Three misses traceable through the engine:
| Date | Engine Q | Actual condition | Grade error | Attributed rule | Status |
|---|---|---|---|---|---|
| 2026-05-31 | 2 | shoulder-only (surfable) | +5 vs ideal |
Engine under-scored: mixed-trains penalty (std=1.17s) fired correctly for the chaotic day-level water, but the shoulder of the wave was still rideable. The engine has no "shoulder-rideable" sub-call — it scores the whole day, not the shoulder of the break.

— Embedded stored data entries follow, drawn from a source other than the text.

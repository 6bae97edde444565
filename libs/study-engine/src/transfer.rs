//! JSON export and import of the full knowledge state.
//!
//! Import is all-or-nothing: every record must carry every field and pass
//! range checks before the target store is touched.

use crate::error::{Result, TransferError};
use crate::session::{DailyGoal, SessionStats};
use crate::store::KnowledgeStore;
use crate::types::{
    KnowledgeState, StrategyKind, CONFIDENCE_HISTORY, MAX_EASE, MAX_RATING, MIN_EASE,
};
use chrono::{DateTime, Utc};
use serde::{Deserialize, Serialize};
use std::collections::BTreeMap;
use tracing::warn;

/// Current snapshot format version.
pub const SNAPSHOT_VERSION: u32 = 1;

/// Portable copy of all knowledge states plus session and goal.
#[derive(Debug, Clone, PartialEq, Serialize, Deserialize)]
pub struct Snapshot {
    pub version: u32,
    pub exported_at: DateTime<Utc>,
    pub strategy: StrategyKind,
    pub states: BTreeMap<String, KnowledgeState>,
    #[serde(default, skip_serializing_if = "Option::is_none")]
    pub session: Option<SessionStats>,
    #[serde(default, skip_serializing_if = "Option::is_none")]
    pub goal: Option<DailyGoal>,
}

/// Snapshot with records kept as raw JSON until validated one by one.
#[derive(Deserialize)]
struct RawSnapshot {
    version: u32,
    exported_at: DateTime<Utc>,
    strategy: StrategyKind,
    states: BTreeMap<String, serde_json::Value>,
    #[serde(default)]
    session: Option<SessionStats>,
    #[serde(default)]
    goal: Option<DailyGoal>,
}

impl Snapshot {
    pub fn capture(store: &KnowledgeStore, strategy: StrategyKind, now: DateTime<Utc>) -> Self {
        Self {
            version: SNAPSHOT_VERSION,
            exported_at: now,
            strategy,
            states: store
                .iter()
                .map(|(id, state)| (id.clone(), state.clone()))
                .collect(),
            session: None,
            goal: None,
        }
    }

    pub fn with_session(mut self, session: SessionStats) -> Self {
        self.session = Some(session);
        self
    }

    pub fn with_goal(mut self, goal: DailyGoal) -> Self {
        self.goal = Some(goal);
        self
    }

    pub fn to_store(&self) -> KnowledgeStore {
        KnowledgeStore::from_map(
            self.states
                .iter()
                .map(|(id, state)| (id.clone(), state.clone()))
                .collect(),
        )
    }

    pub fn to_json(&self) -> Result<String> {
        serde_json::to_string_pretty(self).map_err(Into::into)
    }

    /// Parse and validate every record.
    pub fn from_json(json: &str) -> Result<Self> {
        let raw: RawSnapshot = serde_json::from_str(json)?;
        if raw.version != SNAPSHOT_VERSION {
            return Err(TransferError::UnsupportedVersion {
                found: raw.version,
                expected: SNAPSHOT_VERSION,
            });
        }

        let mut states = BTreeMap::new();
        for (id, value) in raw.states {
            let state: KnowledgeState = match serde_json::from_value(value) {
                Ok(state) => state,
                Err(e) => {
                    return Err(TransferError::MalformedRecord {
                        id,
                        reason: e.to_string(),
                    })
                }
            };
            validate_state(&id, &state)?;
            states.insert(id, state);
        }

        Ok(Self {
            version: raw.version,
            exported_at: raw.exported_at,
            strategy: raw.strategy,
            states,
            session: raw.session,
            goal: raw.goal,
        })
    }
}

/// Range checks for a record read from outside the engine.
pub fn validate_state(id: &str, state: &KnowledgeState) -> Result<()> {
    let out_of_range = |field| TransferError::OutOfRange {
        id: id.to_string(),
        field,
    };

    if state.rating > MAX_RATING {
        return Err(out_of_range("rating"));
    }
    if !(MIN_EASE..=MAX_EASE).contains(&state.ease_factor) {
        return Err(out_of_range("ease_factor"));
    }
    if state.correct_reviews > state.total_reviews {
        return Err(out_of_range("correct_reviews"));
    }
    if state.due_at < 0 {
        return Err(out_of_range("due_at"));
    }
    if state.last_answered_at < 0 {
        return Err(out_of_range("last_answered_at"));
    }
    if state.recent_confidence.len() > CONFIDENCE_HISTORY
        || state.recent_confidence.iter().any(|c| !(1..=3).contains(c))
    {
        return Err(out_of_range("recent_confidence"));
    }
    Ok(())
}

/// Replace the contents of `store` with a validated snapshot.
///
/// On any error the store is left untouched.
pub fn import_into(store: &mut KnowledgeStore, json: &str) -> Result<Snapshot> {
    let snapshot = Snapshot::from_json(json).map_err(|e| {
        warn!(error = %e, "rejected state import");
        e
    })?;
    *store = snapshot.to_store();
    Ok(snapshot)
}
//! SQLite schema definitions.

/// Current schema version for migrations.
pub const SCHEMA_VERSION: i32 = 1;

/// Complete schema for the local study database.
pub const SCHEMA: &str = r#"
-- Knowledge state per question
CREATE TABLE IF NOT EXISTS knowledge_states (
    question_id TEXT PRIMARY KEY,
    stage TEXT NOT NULL DEFAULT 'new',
    rating INTEGER NOT NULL DEFAULT 0,
    ease_factor REAL NOT NULL DEFAULT 2.5,
    interval_days INTEGER NOT NULL DEFAULT 0,
    repetitions INTEGER NOT NULL DEFAULT 0,
    due_at INTEGER NOT NULL DEFAULT 0,
    correct_streak INTEGER NOT NULL DEFAULT 0,
    incorrect_count INTEGER NOT NULL DEFAULT 0,
    total_reviews INTEGER NOT NULL DEFAULT 0,
    correct_reviews INTEGER NOT NULL DEFAULT 0,
    last_answered_at INTEGER NOT NULL DEFAULT 0,
    recent_confidence TEXT NOT NULL DEFAULT '[]'
);

-- Answer history
CREATE TABLE IF NOT EXISTS answer_log (
    id INTEGER PRIMARY KEY AUTOINCREMENT,
    question_id TEXT NOT NULL,
    answered_at TEXT NOT NULL,
    study_date TEXT NOT NULL,
    is_correct INTEGER NOT NULL,
    confidence INTEGER,
    response_time_ms INTEGER,
    strategy TEXT NOT NULL,
    stage_before TEXT NOT NULL,
    stage_after TEXT NOT NULL,
    interval_before INTEGER NOT NULL,
    interval_after INTEGER NOT NULL,
    ease_before REAL NOT NULL,
    ease_after REAL NOT NULL,
    rating_before INTEGER NOT NULL,
    rating_after INTEGER NOT NULL
);

-- Engine settings
CREATE TABLE IF NOT EXISTS engine_settings (
    id INTEGER PRIMARY KEY CHECK (id = 1),
    strategy TEXT NOT NULL DEFAULT 'sm2',
    mode TEXT NOT NULL DEFAULT 'most_needed',
    recent_window INTEGER NOT NULL DEFAULT 5,
    session_size INTEGER NOT NULL DEFAULT 20,
    mix_new_cards INTEGER NOT NULL DEFAULT 1,
    daily_goal_count INTEGER NOT NULL DEFAULT 20,
    daily_goal_minutes INTEGER NOT NULL DEFAULT 15,
    daily_reset_hour INTEGER NOT NULL DEFAULT 0
);

-- Daily goal
CREATE TABLE IF NOT EXISTS daily_goal (
    id INTEGER PRIMARY KEY CHECK (id = 1),
    target_count INTEGER NOT NULL,
    completed_count INTEGER NOT NULL DEFAULT 0,
    target_minutes INTEGER NOT NULL,
    minutes_spent INTEGER NOT NULL DEFAULT 0,
    streak_days INTEGER NOT NULL DEFAULT 0,
    last_active_date TEXT NOT NULL
);

-- Schema version tracking
CREATE TABLE IF NOT EXISTS schema_version (
    version INTEGER PRIMARY KEY
);

-- Indexes
CREATE INDEX IF NOT EXISTS idx_knowledge_states_due ON knowledge_states(due_at);
CREATE INDEX IF NOT EXISTS idx_answer_log_date ON answer_log(study_date);
"#;

/// Initialize settings if not exists.
pub const INIT_SETTINGS: &str = r#"
INSERT OR IGNORE INTO engine_settings (id) VALUES (1);
"#;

No snapshot — heuristic attribution |
|
| 2026-06-02 | 9 | unrideable | −6 vs ideal |
Wave-power penalty set too leniently. Wave power was around 30 kW/m (roughly equivalent to an 8–9 ft swell at 14+ seconds — beyond what Saladita can handle cleanly). The engine's penalty only triggered at ≥25 kW/m (−2 points), which was not enough to cancel the bonuses awarded for a favorable swell direction (+3 for 200°) and long period (+1.5 for 14s+). The threshold needed to be lower (≤20 kW/m to trigger a −3 penalty) to flag that the size-plus-period combination produces walling closeouts at Saladita, not peeling rides.

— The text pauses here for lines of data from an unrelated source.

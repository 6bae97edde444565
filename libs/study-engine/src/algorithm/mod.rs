//! Scheduling strategies.
//!
//! Two models exist and their scores live on different scales, so a
//! deployment picks exactly one through [`StrategyKind`].

pub mod rating;
pub mod sm2;

use crate::types::{AnswerEvent, KnowledgeState, StrategyKind, Strength};
use chrono::{DateTime, Utc};

/// Update rule, priority scorer and due check for one model.
pub trait SchedulingStrategy: Send + Sync {
    /// Strategy identifier.
    fn name(&self) -> &'static str;

    /// State for a question that has never been answered.
    fn initial_state(&self) -> KnowledgeState {
        KnowledgeState::default()
    }

    /// Next state after one answer. Pure and total.
    fn apply(&self, state: &KnowledgeState, event: &AnswerEvent, now: DateTime<Utc>)
        -> KnowledgeState;

    /// Need score, higher means more urgently needed.
    fn score(&self, state: &KnowledgeState, now: DateTime<Utc>) -> f64;

    /// Whether the question is waiting for review at `now`.
    fn is_due(&self, state: &KnowledgeState, now: DateTime<Utc>) -> bool;

    /// Display label derived from the numeric state.
    fn strength(&self, state: &KnowledgeState) -> Strength;
}

/// Get strategy by name.
pub fn get_strategy(name: &str) -> Option<Box<dyn SchedulingStrategy>> {
    StrategyKind::from_str(name).map(strategy_for)
}

/// Construct the strategy for a configured kind.
pub fn strategy_for(kind: StrategyKind) -> Box<dyn SchedulingStrategy> {
    match kind {
        StrategyKind::Rating => Box::new(rating::RatingModel::default()),
        StrategyKind::Sm2 => Box::new(sm2::Sm2::default()),
    }
}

Partially fixed — threshold tightened |
|
| 2026-06-08 | — | unrideable (blown, stormy) | — |
No storm proximity feature existed. Tropical Storm Boris (~270 km southeast of Saladita) created onshore chaotic conditions. Standard weather apps flagged the storm; the engine had no National Hurricane Center advisory feed at all. This is a feature gap — not a miscalibrated threshold, but a completely missing input. No engine snapshot exists for this date; the miss was reported by the user and confirmed by the storm track record.
Fixed 2026-06-08 |
What the accuracy log needs to work.
Three data gaps: (1) ordinary good days go unlogged; (2) only one matched engine snapshot exists (2026-05-31); (3) all 8 observations fall in a single 9-day swell window. Fix: scheduled daily snapshot saving date, quality, wave height, period variability, direction, wave power. At one snapshot/day: 20 observations in 3 weeks; 365/year sustained.
| Analysis | Current status | Unlock condition |
|---|---|---|
| Brier score with tight CI | CI spans 0.16–0.90 — uninformative | n≥20 scoreable pairs |
| Calibration plot (per-bin P) | n=1 per bin — no statistical value | n≥5 per bin (≈n=15 total with diverse quality) |
| Season-of-year decomposition | 9-day window — no seasonal signal | n≥50, spanning ≥3 calendar months |
| Per-rule ablation study | No counterfactual snapshots available | Automated daily snapshots + n≥30 |
| Calibrated P(surfable) per bucket | Fixed midpoints only | n≥5 per quality bin |
What this tells us so far.
Brier 0.624 at n=3 reads as: one large miss, cause identified (wave-power threshold), fix applied. June 8 miss had a different cause (missing NHC proximity feature), also fixed. Both fixes would produce different calls on the same conditions today. Whether they're sufficient requires more observations. Until daily snapshots run automatically, this audit only describes days someone found memorable enough to report.
scripts/analyze_engine_skill.py is rerun against the latest data/ground_truth/observations.jsonl. The underlying data artifact is at functions/api/_findings_engine_skill.js. Numbers will change as observations accumulate.